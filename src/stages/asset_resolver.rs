use std::collections::HashMap;

use anyhow::{Result, anyhow};
use log::{info, warn};

use crate::{
    catalog::{AssetCatalog, AssetInfo},
    model::{EntityStatus, Issue, IssueCategory, SceneEntity, SceneStatus, Severity},
    record::{SceneRecord, StageUpdate},
    stages::StageContext,
};

/// How one requested name was satisfied.
#[derive(Debug, Clone, PartialEq)]
pub enum Resolution {
    Found(AssetInfo),
    /// `from` is the rejected catalog key, or the requested name when the
    /// catalog had no direct match.
    Substituted { asset: AssetInfo, from: String },
    Missing { reason: String },
}

/// Resolve every planned entity against the catalog. Entities are rebuilt from
/// the plan on every entry, so ids stay `<slug>-<ordinal>` in plan order.
///
/// On a revision, an entity that resolves to the same asset as before keeps
/// its placement, and the previous validation's non-asset issues stay open so
/// the downstream stages can act on them.
pub fn resolve_assets(ctx: &StageContext<'_>, record: &SceneRecord) -> Result<StageUpdate> {
    let plan = record
        .plan
        .as_ref()
        .ok_or_else(|| anyhow!("asset resolution needs a plan"))?;
    info!(
        "[assets] resolving {} requested entities",
        plan.required_entities.len()
    );

    let ceiling = ctx.settings.assets.polygon_ceiling;
    let mut ordinals: HashMap<String, usize> = HashMap::new();
    let mut entities = Vec::with_capacity(plan.required_entities.len());
    let mut issues = Vec::new();
    let (mut found, mut substituted, mut missing) = (0usize, 0usize, 0usize);
    let mut kept = 0usize;

    for name in &plan.required_entities {
        let slug = slugify(name);
        let ordinal = ordinals.entry(slug.clone()).or_insert(0);
        *ordinal += 1;
        let mut entity = SceneEntity::requested(format!("{slug}-{ordinal}"), name.clone());

        match resolve_one(ctx.catalog, name, ceiling) {
            Resolution::Found(asset) => {
                found += 1;
                apply_asset(&mut entity, &asset);
            }
            Resolution::Substituted { asset, from } => {
                substituted += 1;
                info!("[assets] '{name}' substituted by {} (from {from})", asset.key);
                apply_asset(&mut entity, &asset);
                entity.substituted_from = Some(from);
            }
            Resolution::Missing { reason } => {
                missing += 1;
                warn!("[assets] '{name}' unresolved, using placeholder: {reason}");
                entity.extents = Some(ctx.settings.assets.placeholder());
                entity.placeholder = true;
                entity.status = EntityStatus::Resolved;
                issues.push(
                    Issue::new(
                        Severity::Warning,
                        IssueCategory::MissingAsset,
                        format!("no usable asset for '{name}': {reason}"),
                    )
                    .with_entity(entity.id.clone())
                    .with_fix("add a catalog entry or accept the placeholder geometry"),
                );
            }
        }
        if let Some(previous) = record.entity(&entity.id).filter(|p| same_resolution(p, &entity)) {
            entity.position = previous.position;
            entity.rotation = previous.rotation;
            entity.parent_id = previous.parent_id.clone();
            kept += usize::from(previous.position.is_some());
        }
        entities.push(entity);
    }

    let carried: Vec<Issue> = record
        .issues
        .iter()
        .filter(|i| !is_asset_issue(i.category))
        .cloned()
        .collect();
    let mut summary = format!(
        "resolved {} entities: {found} matched, {substituted} substituted, {missing} placeholders",
        entities.len()
    );
    if kept > 0 || !carried.is_empty() {
        summary.push_str(&format!(
            " (kept {kept} placements, {} open issues carried)",
            carried.len()
        ));
    }
    info!("[assets] {summary}");
    issues.extend(carried);

    Ok(StageUpdate {
        entities: Some(entities),
        issues: Some(issues),
        status: Some(SceneStatus::InProgress),
        summary,
        ..StageUpdate::default()
    })
}

/// Catalog match within the polygon ceiling. Over-budget matches are flagged
/// and replaced by a substitute of the same category; no match at all falls
/// back to any same-category substitute.
pub fn resolve_one(catalog: &dyn AssetCatalog, name: &str, ceiling: u32) -> Resolution {
    let rejected = match catalog.lookup(name) {
        Some(asset) if asset.polygon_count <= ceiling => return Resolution::Found(asset),
        Some(asset) => {
            warn!(
                "[assets] '{}' exceeds polygon ceiling ({} > {ceiling}), requesting substitute",
                asset.key, asset.polygon_count
            );
            Some(asset)
        }
        None => None,
    };

    let words = words_of(name);
    let category_hint = rejected.as_ref().map(|a| a.category.as_str());
    let substitute = catalog.substitutes(name).into_iter().find(|candidate| {
        candidate.polygon_count <= ceiling
            && rejected.as_ref().is_none_or(|r| r.key != candidate.key)
            && match category_hint {
                Some(category) => candidate.category == category,
                None => words.iter().any(|w| w == &candidate.category),
            }
    });

    match (substitute, rejected) {
        (Some(asset), Some(rejected)) => Resolution::Substituted {
            asset,
            from: rejected.key,
        },
        (Some(asset), None) => Resolution::Substituted {
            asset,
            from: name.to_string(),
        },
        (None, Some(rejected)) => Resolution::Missing {
            reason: format!(
                "{} has {} polygons (ceiling {ceiling}) and no substitute fits",
                rejected.key, rejected.polygon_count
            ),
        },
        (None, None) => Resolution::Missing {
            reason: "not in catalog".to_string(),
        },
    }
}

fn is_asset_issue(category: IssueCategory) -> bool {
    matches!(category, IssueCategory::MissingAsset | IssueCategory::PromptAlignment)
}

fn same_resolution(previous: &SceneEntity, current: &SceneEntity) -> bool {
    previous.name == current.name
        && previous.asset_ref == current.asset_ref
        && previous.extents == current.extents
        && previous.placeholder == current.placeholder
        && previous.substituted_from == current.substituted_from
}

fn apply_asset(entity: &mut SceneEntity, asset: &AssetInfo) {
    entity.asset_ref = Some(asset.asset_ref.clone());
    entity.extents = Some(asset.extents);
    entity.polygon_count = asset.polygon_count;
    entity.status = EntityStatus::Resolved;
}

fn words_of(text: &str) -> Vec<String> {
    text.to_lowercase()
        .split(|c: char| !c.is_alphanumeric())
        .filter(|w| !w.is_empty())
        .map(str::to_string)
        .collect()
}

pub fn slugify(name: &str) -> String {
    let words = words_of(name);
    if words.is_empty() {
        "entity".to_string()
    } else {
        words.join("_")
    }
}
####################
INSTRUCTIONS FOR THE TASK: Reproduce the complete data exactly as presented above.

WRITTEN RESPONSE:
filename src/stages/asset_resolver.rs
use std::collections::HashMap;

use anyhow::{Result, anyhow};
use log::{info, warn};

use crate::{
    catalog::{AssetCatalog, AssetInfo},
    model::{EntityStatus, Issue, IssueCategory, SceneEntity, SceneStatus, Severity},
    record::{SceneRecord, StageUpdate},
    stages::StageContext,
};

/// How one requested name was satisfied.
#[derive(Debug, Clone, PartialEq)]
pub enum Resolution {
    Found(AssetInfo),
    /// `from` is the rejected catalog key, or the requested name when the
    /// catalog had no direct match.
    Substituted { asset: AssetInfo, from: String },
    Missing { reason: String },
}

/// Resolve every planned entity against the catalog. Entities are rebuilt from
/// the plan on every entry, so ids stay `<slug>-<ordinal>` in plan order.
///
/// On a revision, an entity that resolves to the same asset as before keeps
/// its placement, and the previous validation's non-asset issues stay open so
/// the downstream stages can act on them.
pub fn resolve_assets(ctx: &StageContext<'_>, record: &SceneRecord) -> Result<StageUpdate> {
    let plan = record
        .plan
        .as_ref()
        .ok_or_else(|| anyhow!("asset resolution needs a plan"))?;
    info!(
        "[assets] resolving {} requested entities",
        plan.required_entities.len()
    );

    let ceiling = ctx.settings.assets.polygon_ceiling;
    let mut ordinals: HashMap<String, usize> = HashMap::new();
    let mut entities = Vec::with_capacity(plan.required_entities.len());
    let mut issues = Vec::new();
    let (mut found, mut substituted, mut missing) = (0usize, 0usize, 0usize);
    let mut kept = 0usize;

    for name in &plan.required_entities {
        let slug = slugify(name);
        let ordinal = ordinals.entry(slug.clone()).or_insert(0);
        *ordinal += 1;
        let mut entity = SceneEntity::requested(format!("{slug}-{ordinal}"), name.clone());

        match resolve_one(ctx.catalog, name, ceiling) {
            Resolution::Found(asset) => {
                found += 1;
                apply_asset(&mut entity, &asset);
            }
            Resolution::Substituted { asset, from } => {
                substituted += 1;
                info!("[assets] '{name}' substituted by {} (from {from})", asset.key);
                apply_asset(&mut entity, &asset);
                entity.substituted_from = Some(from);
            }
            Resolution::Missing { reason } => {
                missing += 1;
                warn!("[assets] '{name}' unresolved, using placeholder: {reason}");
                entity.extents = Some(ctx.settings.assets.placeholder());
                entity.placeholder = true;
                entity.status = EntityStatus::Resolved;
                issues.push(
                    Issue::new(
                        Severity::Warning,
                        IssueCategory::MissingAsset,
                        format!("no usable asset for '{name}': {reason}"),
                    )
                    .with_entity(entity.id.clone())
                    .with_fix("add a catalog entry or accept the placeholder geometry"),
                );
            }
        }
        if let Some(previous) = record.entity(&entity.id).filter(|p| same_resolution(p, &entity)) {
            entity.position = previous.position;
            entity.rotation = previous.rotation;
            entity.parent_id = previous.parent_id.clone();
            kept += usize::from(previous.position.is_some());
        }
        entities.push(entity);
    }

    let carried: Vec<Issue> = record
        .issues
        .iter()
        .filter(|i| !is_asset_issue(i.category))
        .cloned()
        .collect();
    let mut summary = format!(
        "resolved {} entities: {found} matched, {substituted} substituted, {missing} placeholders",
        entities.len()
    );
    if kept > 0 || !carried.is_empty() {
        summary.push_str(&format!(
            " (kept {kept} placements, {} open issues carried)",
            carried.len()
        ));
    }
    info!("[assets] {summary}");
    issues.extend(carried);

    Ok(StageUpdate {
        entities: Some(entities),
        issues: Some(issues),
        status: Some(SceneStatus::InProgress),
        summary,
        ..StageUpdate::default()
    })
}

/// Catalog match within the polygon ceiling. Over-budget matches are flagged
/// and replaced by a substitute of the same category; no match at all falls
/// back to any same-category substitute.
pub fn resolve_one(catalog: &dyn AssetCatalog, name: &str, ceiling: u32) -> Resolution {
    let rejected = match catalog.lookup(name) {
        Some(asset) if asset.polygon_count <= ceiling => return Resolution::Found(asset),
        Some(asset) => {
            warn!(
                "[assets] '{}' exceeds polygon ceiling ({} > {ceiling}), requesting substitute",
                asset.key, asset.polygon_count
            );
            Some(asset)
        }
        None => None,
    };

    let words = words_of(name);
    let category_hint = rejected.as_ref().map(|a| a.category.as_str());
    let substitute = catalog.substitutes(name).into_iter().find(|candidate| {
        candidate.polygon_count <= ceiling
            && rejected.as_ref().is_none_or(|r| r.key != candidate.key)
            && match category_hint {
                Some(category) => candidate.category == category,
                None => words.iter().any(|w| w == &candidate.category),
            }
    });

    match (substitute, rejected) {
        (Some(asset), Some(rejected)) => Resolution::Substituted {
            asset,
            from: rejected.key,
        },
        (Some(asset), None) => Resolution::Substituted {
            asset,
            from: name.to_string(),
        },
        (None, Some(rejected)) => Resolution::Missing {
            reason: format!(
                "{} has {} polygons (ceiling {ceiling}) and no substitute fits",
                rejected.key, rejected.polygon_count
            ),
        },
        (None, None) => Resolution::Missing {
            reason: "not in catalog".to_string(),
        },
    }
}

fn is_asset_issue(category: IssueCategory) -> bool {
    matches!(category, IssueCategory::MissingAsset | IssueCategory::PromptAlignment)
}

fn same_resolution(previous: &SceneEntity, current: &SceneEntity) -> bool {
    previous.name == current.name
        && previous.asset_ref == current.asset_ref
        && previous.extents == current.extents
        && previous.placeholder == current.placeholder
        && previous.substituted_from == current.substituted_from
}

fn apply_asset(entity: &mut SceneEntity, asset: &AssetInfo) {
    entity.asset_ref = Some(asset.asset_ref.clone());
    entity.extents = Some(asset.extents);
    entity.polygon_count = asset.polygon_count;
    entity.status = EntityStatus::Resolved;
}

fn words_of(text: &str) -> Vec<String> {
    text.to_lowercase()
        .split(|c: char| !c.is_alphanumeric())
        .filter(|w| !w.is_empty())
        .map(str::to_string)
        .collect()
}

pub fn slugify(name: &str) -> String {
    let words = words_of(name);
    if words.is_empty() {
        "entity".to_string()
    } else {
        words.join("_")
    }
}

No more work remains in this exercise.